As many of you know, a few years back we compiled a large (and growing) database of links to medical and clinical studies on the effects matcha and green tea have on human health.
The reason we built it is that no such database existed, as far as we could tell (if anyone can point me otherwise, I'd be very grateful), and it seemed like a useful thing to do for our customers and for the matcha and wellness communities in general.
There are roughly 1,200 entries, check it out when you get a chance.
The latest one we entered, today, is from the medical journal Aging, and it appears to indicate a major, major finding: that matcha green tea may have significant therapeutic potential for patients in various stages of cancer, by mediating the metabolic reprogramming of cancer stem cells.

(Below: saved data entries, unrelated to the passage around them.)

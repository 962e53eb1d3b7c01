/*!
 * Provider implementations for the LLM backends the tutor can talk to.
 *
 * This module contains client implementations for various LLM providers:
 * - Ollama: Local LLM server
 * - OpenAI: OpenAI API integration (also used for LM Studio)
 * - Anthropic: Anthropic API integration
 * - Mock: scripted provider for tests
 *
 * Every client performs exactly one HTTP exchange per `complete` call and
 * classifies failures into `ProviderError`; retrying is the job of
 * `retry::RetryPolicy`.
 */

use async_trait::async_trait;
use std::fmt::Debug;
use std::sync::Arc;
use std::time::Duration;

use crate::app_config::{ProviderKind, TutorConfig};
use crate::errors::{ProviderError, TutorError};
use crate::tutor::TokenUsage;

pub mod anthropic;
pub mod mock;
pub mod ollama;
pub mod openai;
pub mod retry;

pub use retry::RetryPolicy;

/// A provider-neutral completion request
#[derive(Debug, Clone, PartialEq)]
pub struct CompletionRequest {
    /// The model to use
    pub model: String,
    /// System prompt to guide the model
    pub system: String,
    /// The user message
    pub prompt: String,
    pub temperature: f32,
    /// Maximum number of tokens to generate
    pub max_tokens: u32,
    /// Ask the backend for JSON output where it supports a JSON mode
    pub json_output: bool,
}

impl CompletionRequest {
    pub fn new(model: impl Into<String>, system: impl Into<String>, prompt: impl Into<String>) -> Self {
        Self {
            model: model.into(),
            system: system.into(),
            prompt: prompt.into(),
            temperature: 0.7,
            max_tokens: 2048,
            json_output: true,
        }
    }

    pub fn temperature(mut self, temperature: f32) -> Self {
        self.temperature = temperature;
        self
    }

    pub fn max_tokens(mut self, max_tokens: u32) -> Self {
        self.max_tokens = max_tokens;
        self
    }
}

/// The text a provider answered with and the tokens it billed
#[derive(Debug, Clone, Default, PartialEq)]
pub struct CompletionResponse {
    pub text: String,
    pub usage: TokenUsage,
}

/// Common trait for all LLM providers
///
/// This trait defines the interface that all provider implementations must follow,
/// allowing them to be used interchangeably by the tutor.
#[async_trait]
pub trait Provider: Send + Sync + Debug {
    /// Complete a request using this provider (a single attempt)
    async fn complete(&self, request: CompletionRequest) -> Result<CompletionResponse, ProviderError>;

    /// Test the connection to the provider
    async fn test_connection(&self) -> Result<(), ProviderError>;

    /// Human-readable provider name for logs
    fn name(&self) -> &'static str;
}

/// Build the HTTP client shared by the provider implementations
pub(crate) fn http_client(timeout: Duration) -> reqwest::Client {
    reqwest::Client::builder()
        .timeout(timeout)
        .build()
        .unwrap_or_default()
}

/// Read an error body for logging, never failing
pub(crate) async fn error_body(response: reqwest::Response) -> String {
    response
        .text()
        .await
        .unwrap_or_else(|_| "Failed to get error response text".to_string())
}

/// Create the provider selected in the configuration.
///
/// Fails with `TutorError::Configuration` when the provider needs an API key
/// and none is configured.
pub fn create_provider(config: &TutorConfig) -> Result<Arc<dyn Provider>, TutorError> {
    let api_key = config.require_api_key()?;
    let endpoint = config.get_endpoint();
    let timeout = Duration::from_secs(config.get_timeout_secs());

    let provider: Arc<dyn Provider> = match config.provider {
        ProviderKind::Ollama => Arc::new(ollama::Ollama::new(endpoint, timeout)),
        ProviderKind::OpenAI => Arc::new(openai::OpenAI::new(api_key, endpoint, timeout)),
        ProviderKind::LMStudio => {
            // LM Studio often doesn't require an API key; use a default if empty
            let api_key = if api_key.is_empty() { "lm-studio".to_string() } else { api_key };
            Arc::new(openai::OpenAI::new(api_key, endpoint, timeout).without_json_mode())
        }
        ProviderKind::Anthropic => Arc::new(anthropic::Anthropic::new(api_key, endpoint, timeout)),
    };

    Ok(provider)
}
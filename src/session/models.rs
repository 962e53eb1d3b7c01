/*!
 * Practice session data model.
 */

use chrono::{DateTime, Utc};
use serde::{Deserialize, Serialize};
use uuid::Uuid;

use crate::tutor::{Difficulty, Evaluation, LengthClass, StudyText, TokenUsage};
use crate::vocabulary::{VocabularyIndex, VocabularyItem};

/// How the text of a session came to be
#[derive(Debug, Clone, PartialEq, Eq, Default, Serialize, Deserialize)]
#[serde(tag = "kind", rename_all = "lowercase")]
pub enum SessionOrigin {
    /// Written by the tutor on request
    Generated {
        topic: String,
        difficulty: Difficulty,
        length: LengthClass,
    },
    /// Supplied by the learner
    #[default]
    Analyzed,
}

/// One reading text with its vocabulary and, once finished, the learner's
/// translation and its evaluation
#[derive(Debug, Clone, PartialEq, Serialize, Deserialize)]
#[serde(rename_all = "camelCase")]
pub struct PracticeSession {
    pub id: String,
    pub title: String,
    pub text: String,
    #[serde(default)]
    pub vocabulary: Vec<VocabularyItem>,
    pub date: DateTime<Utc>,
    /// Tokens spent on this session, lookups included
    #[serde(default)]
    pub usage: TokenUsage,
    #[serde(default)]
    pub origin: SessionOrigin,
    #[serde(default, skip_serializing_if = "Option::is_none")]
    pub user_translation: Option<String>,
    #[serde(default, skip_serializing_if = "Option::is_none")]
    pub evaluation: Option<Evaluation>,
}

impl PracticeSession {
    /// Create a session from tutor output with a fresh id and the current date
    pub fn new(study: StudyText, usage: TokenUsage, origin: SessionOrigin) -> Self {
        Self {
            id: Uuid::new_v4().to_string(),
            title: study.title,
            text: study.text,
            vocabulary: study.vocabulary,
            date: Utc::now(),
            usage,
            origin,
            user_translation: None,
            evaluation: None,
        }
    }

    /// First eight characters of the id, for display
    pub fn short_id(&self) -> &str {
        self.id.get(..8).unwrap_or(&self.id)
    }

    /// Whether a translation has been evaluated
    pub fn is_finished(&self) -> bool {
        self.evaluation.is_some()
    }

    pub fn vocabulary_index(&self) -> VocabularyIndex {
        VocabularyIndex::from_items(&self.vocabulary)
    }
}
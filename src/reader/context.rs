/*!
 * Token normalization and sentence context resolution.
 */

use once_cell::sync::Lazy;
use regex::Regex;

use super::tokenizer::tokenize;
use crate::vocabulary::normalize_key;

/// A sentence: text up to and including its run of terminators.
/// A trailing fragment without a terminator also counts.
static SENTENCE_REGEX: Lazy<Regex> = Lazy::new(|| {
    Regex::new(r"[^.!?]+[.!?]*").expect("sentence pattern is valid")
});

/// Strip leading/trailing punctuation and lowercase
pub fn normalize_token(token: &str) -> String {
    normalize_key(token.trim_matches(|c: char| !c.is_alphanumeric()))
}

/// Vocabulary key of a token or selection: its words, each normalized,
/// joined with single spaces. Punctuation between words is dropped.
pub fn lookup_key(token: &str) -> String {
    tokenize(token)
        .iter()
        .filter(|run| run.is_word())
        .map(|run| normalize_token(run.slice(token)))
        .filter(|word| !word.is_empty())
        .collect::<Vec<_>>()
        .join(" ")
}

/// Split text into trimmed sentences, terminators retained
pub fn sentences(text: &str) -> Vec<&str> {
    SENTENCE_REGEX
        .find_iter(text)
        .map(|m| m.as_str().trim())
        .filter(|s| !s.is_empty())
        .collect()
}

/// First sentence of `text` containing `token` (case-insensitive), or an empty string
pub fn sentence_context(token: &str, text: &str) -> String {
    let needle = normalize_token(token);
    if needle.is_empty() {
        return String::new();
    }

    sentences(text)
        .into_iter()
        .find(|sentence| normalize_key(sentence).contains(&needle))
        .map(str::to_string)
        .unwrap_or_default()
}

/// The first `max_chars` characters of `text`, with an ellipsis when cut
pub fn context_snippet(text: &str, max_chars: usize) -> String {
    match text.char_indices().nth(max_chars) {
        Some((cut, _)) => format!("{}...", &text[..cut]),
        None => text.to_string(),
    }
}
/*!
 * Word filters for building a review deck.
 */

use crate::vocabulary::{CefrLevel, VocabularyItem};

/// Criteria selecting the words that go into a review
#[derive(Debug, Clone, Default, PartialEq)]
pub struct WordFilter {
    /// Keep only these levels; empty keeps all
    pub cefr: Vec<CefrLevel>,
    /// Part of speech, case-insensitive
    pub part_of_speech: Option<String>,
    /// Substring of word, definition or translation, case-insensitive
    pub query: Option<String>,
}

impl WordFilter {
    pub fn new() -> Self {
        Self::default()
    }

    pub fn with_cefr(mut self, level: CefrLevel) -> Self {
        self.cefr.push(level);
        self
    }

    pub fn with_part_of_speech(mut self, part_of_speech: impl Into<String>) -> Self {
        self.part_of_speech = Some(part_of_speech.into());
        self
    }

    pub fn with_query(mut self, query: impl Into<String>) -> Self {
        self.query = Some(query.into());
        self
    }

    pub fn matches(&self, item: &VocabularyItem) -> bool {
        if !self.cefr.is_empty() && !item.cefr.is_some_and(|level| self.cefr.contains(&level)) {
            return false;
        }

        if let Some(wanted) = self.part_of_speech.as_deref().map(str::trim).filter(|p| !p.is_empty()) {
            let matches_type = item
                .part_of_speech
                .as_deref()
                .is_some_and(|pos| pos.trim().eq_ignore_ascii_case(wanted));
            if !matches_type {
                return false;
            }
        }

        if let Some(query) = self.query.as_deref().map(str::trim).filter(|q| !q.is_empty()) {
            let query = query.to_lowercase();
            let hit = [&item.word, &item.definition, &item.translation]
                .iter()
                .any(|field| field.to_lowercase().contains(&query));
            if !hit {
                return false;
            }
        }

        true
    }

    /// Clone the matching items, keeping their order
    pub fn apply<'a, I>(&self, items: I) -> Vec<VocabularyItem>
    where
        I: IntoIterator<Item = &'a VocabularyItem>,
    {
        items.into_iter().filter(|item| self.matches(item)).cloned().collect()
    }
}
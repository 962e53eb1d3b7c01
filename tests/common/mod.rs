/*!
 * Common test utilities for the lingotutor test suite
 */

use anyhow::Result;
use std::sync::Arc;
use tempfile::TempDir;

use lingotutor::storage::{BlobStore, KvRepository};
use lingotutor::tutor::StudyText;
use lingotutor::vocabulary::{CefrLevel, VocabularyItem};

// Re-export the scripted tutor module
pub mod scripted_tutor;

pub use scripted_tutor::ScriptedTutor;

/// The two-sentence text used across the suite
pub const SAMPLE_TEXT: &str = "The cat sat on the mat. It was happy.";

/// Route library logs to the test output; safe to call from every test
pub fn init_test_logging() {
    let _ = env_logger::builder().is_test(true).try_init();
}

/// Creates a temporary directory for test files
pub fn create_temp_dir() -> Result<TempDir> {
    Ok(TempDir::new()?)
}

/// An empty in-memory blob store
pub fn memory_blobs() -> Arc<dyn BlobStore> {
    Arc::new(KvRepository::new_in_memory().expect("in-memory database opens"))
}

/// Study text over `SAMPLE_TEXT` with "sat on" as its only vocabulary
pub fn sample_study() -> StudyText {
    StudyText {
        title: "The cat".to_string(),
        text: SAMPLE_TEXT.to_string(),
        vocabulary: vec![
            VocabularyItem::new("sat on", "se posó sobre", "se sentó en")
                .with_part_of_speech("phrasal verb")
                .with_cefr(CefrLevel::A2),
        ],
    }
}

/// A small deck with distinct words
pub fn sample_deck(size: usize) -> Vec<VocabularyItem> {
    (0..size)
        .map(|i| VocabularyItem::new(format!("word{}", i), format!("definition {}", i), format!("palabra{}", i)))
        .collect()
}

One of the authors, Michael Lisanti, Professor of Medicine at the University of Salford, in the UK, had this this to say:
"Matcha green tea is a natural product used as a dietary supplement with great potential for a range of treatments. But, the molecular mechanism underpinning all that remains largely unknown. By using metabolic phenotyping, we found that the tea is suppressing oxidative mitochondrial metabolism - in other words it is preventing the cells from 're-fuelling' and therefore they become inactive and die."
This is huge.
Matcha suppresses oxidative mitochondrial metabolism. Cancer stem cells are essentially choked at the mitochondrial level, so they not only stop replicating, they just die off.
This finding, if repeatable in labs everywhere, may unlock one of the mysteries of how cancer cells actually spread or don't spread in our mitochondria, where energy production occurs.
Here's a link to the entire article -- it gets technical pretty quickly, but the abstract makes it pretty clear: matcha may have significant therapeutic potential in various cancer treatments. Current treatment strategies like radiation and chemo are typically associated with serious side effects. A new, non-toxic treatment would be a cause for celebration for many cancer patients.
Please pass this on to any oncologist who may be interested. This is obviously not medical advice of any kind.